ACS Addresses Fracking and Sustainability

In just half a decade, hydraulic fracturing of oil and gas wells has greatly improved the economic competitiveness of America. This is leading to new employment opportunities for hard hats and also lab coats. What does the future look like?

Many lecturers addressed the impact of hydraulic fracturing at a 2.5-day Symposium at the 248th ACS National Meeting, held August 10–14, 2014, in San Francisco, CA. Dr. Ken Golden of Exon Mobil focused on the energy needs up to 2040.1 At the macro level, global energy consumption will increase about 70% from 418 quadrillion BTUs in 2000 to 710 QBTUs in 2040. During this period, the energy diet for the OECD (Organization for Economic Co-operation and Development) countries is forecast to be constant at about 226 QBTUs. The mix of fuels will change. Coal will be constant at 133 QBTUs from 2010 to 2040, while gas and oil will grow from 115 to 190 and 178 to 221 QBTUs, respectively. Nuclear will double from 29 to 59 QBTUs. All other sources are much smaller.
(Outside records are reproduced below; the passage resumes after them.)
use std::ops::RangeInclusive;

pub const DEFAULT_COUNT: i64 = 100_000;
pub const DEFAULT_SIZE: f32 = 0.01;
pub const DEFAULT_RADIUS: f32 = 5.0;
pub const DEFAULT_BRANCHES: i64 = 3;
pub const DEFAULT_SPIN: f32 = 1.0;
pub const DEFAULT_RANDOMNESS: f32 = 0.2;
pub const DEFAULT_RANDOMNESS_POWER: f32 = 3.0;

/// Core colour at the galaxy centre (`#rrggbb`)
pub const DEFAULT_INSIDE_COLOUR: &str = "#ff6030";

/// Rim colour at the maximum radius (`#rrggbb`)
pub const DEFAULT_OUTSIDE_COLOUR: &str = "#1b3984";

// Editor ranges. The generator itself only rejects structurally invalid
// values; these bounds are enforced by whoever edits the config.
pub const COUNT_RANGE: RangeInclusive<i64> = 100..=1_000_000;
pub const COUNT_STEP: i64 = 100;
pub const SIZE_RANGE: RangeInclusive<f32> = 0.001..=0.1;
pub const RADIUS_RANGE: RangeInclusive<f32> = 0.01..=20.0;
pub const BRANCHES_RANGE: RangeInclusive<i64> = 1..=20;
pub const SPIN_RANGE: RangeInclusive<f32> = -5.0..=5.0;
pub const SPIN_STEP: f32 = 0.001;
pub const RANDOMNESS_RANGE: RangeInclusive<f32> = 0.0..=2.0;
pub const RANDOMNESS_POWER_RANGE: RangeInclusive<f32> = 1.0..=10.0;

/// Viewer preset, relative to the asset directory
pub const GALAXY_PRESET_PATH: &str = "galaxy.json";
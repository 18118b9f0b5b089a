//! Mesh construction for generated point sets.

/// Point-list mesh and additive material for a galaxy point set.
pub mod point_mesh;
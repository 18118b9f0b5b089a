//! Startup loading of the galaxy preset.

/// JSON preset asset and the system that turns it into a galaxy editor.
pub mod preset_loader;
use bevy::color::ColorToComponents;
use bevy::prelude::*;
use bevy::{render::mesh::PrimitiveTopology, render::render_asset::RenderAssetUsages};
use galaxy_generator::PointSet;

/// Build a point-list mesh with one vertex per generated point.
/// Gradient colours are sRGB; vertex colours are uploaded as linear RGBA.
pub fn create_point_mesh(point_set: &PointSet) -> Mesh {
    let mut mesh = Mesh::new(PrimitiveTopology::PointList, RenderAssetUsages::RENDER_WORLD);

    mesh.insert_attribute(Mesh::ATTRIBUTE_POSITION, point_set.positions().to_vec());

    if let Some(colours) = point_set.colours() {
        let vertex_colours: Vec<[f32; 4]> = colours
            .iter()
            .map(|[r, g, b]| Color::srgb(*r, *g, *b).to_linear().to_f32_array())
            .collect();
        mesh.insert_attribute(Mesh::ATTRIBUTE_COLOR, vertex_colours);
    }

    mesh
}

/// Unlit, additively blended material so overlapping points brighten.
pub fn create_point_material() -> StandardMaterial {
    StandardMaterial {
        base_color: Color::WHITE,
        unlit: true,
        alpha_mode: AlphaMode::Add,
        ..default()
    }
}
They may show high percentage growth, but off a small base, so their contribution is not very significant.

However, prophets are quick to point out the many dependent problems with continued reliance on fossil fuels. CO2 emission is one, poor sustainability is a second, and third is the large greenhouse footprint of methane, which could initiate several positive-feedback cycles, accelerating global warming.

But when prophets are pressed for solutions, their vision is not clear. Nirvana and the path to get there from today are shrouded in thick fog. Specifically, how do we get there from here? And how would nirvana really work? For example, solar and wind power are great, but they are intermittent and thus require energy storage. High watt-hour storage is not yet on the horizon. One of the many tracks at the ACS National Meeting focused on the history, present status, and future of hydraulic fracturing for oil and gas production. This is changing America’s energy and chemical vision. As chemists, we will play an important role.

Background of hydraulic fracturing

Hydraulic fracturing (HF) for improving the production of oil and gas wells has been used for decades. Depending on the particular location and even the geochemistry of the well, it generally delivers modest production improvement in existing wells, which vertically traverse the producing formation. In 2008, the technology changed due to improved fracturing fluid properties and realization that horizontal drilling in the production strata could increase the effective production zone. It is certainly less expensive than drilling several vertical-only wells. Hydraulic fracturing is the general name for the high-pressure process and also applies to vertical wells. “Fracking” applies to the process in a well with a horizontally drilled production zone.

We are only six years into the fracking revolution. The technology is evolving rapidly. Beyond that, generalizations are confounded by the wide range of variables associated with the idiosyncrasies of the particular oil or gas field, and even each well.

The fracking process

First a well is drilled into a target formation. The borehole is about 12–20 in. in diameter. Steel casing is inserted into the well. Cement is pumped in, sealing the casing to the wall of the borehole. The specific cement is formulated to expand on curing. Common Portland cement contracts about 0.5% on curing, which produces leaks along the well bore. Failure of cement seals is the major failure mode responsible for contaminants traveling from one stratum to another. Cementing failure is blamed for about two dozen instances of groundwater contamination in Pennsylvania. All of these were in older vertical wells.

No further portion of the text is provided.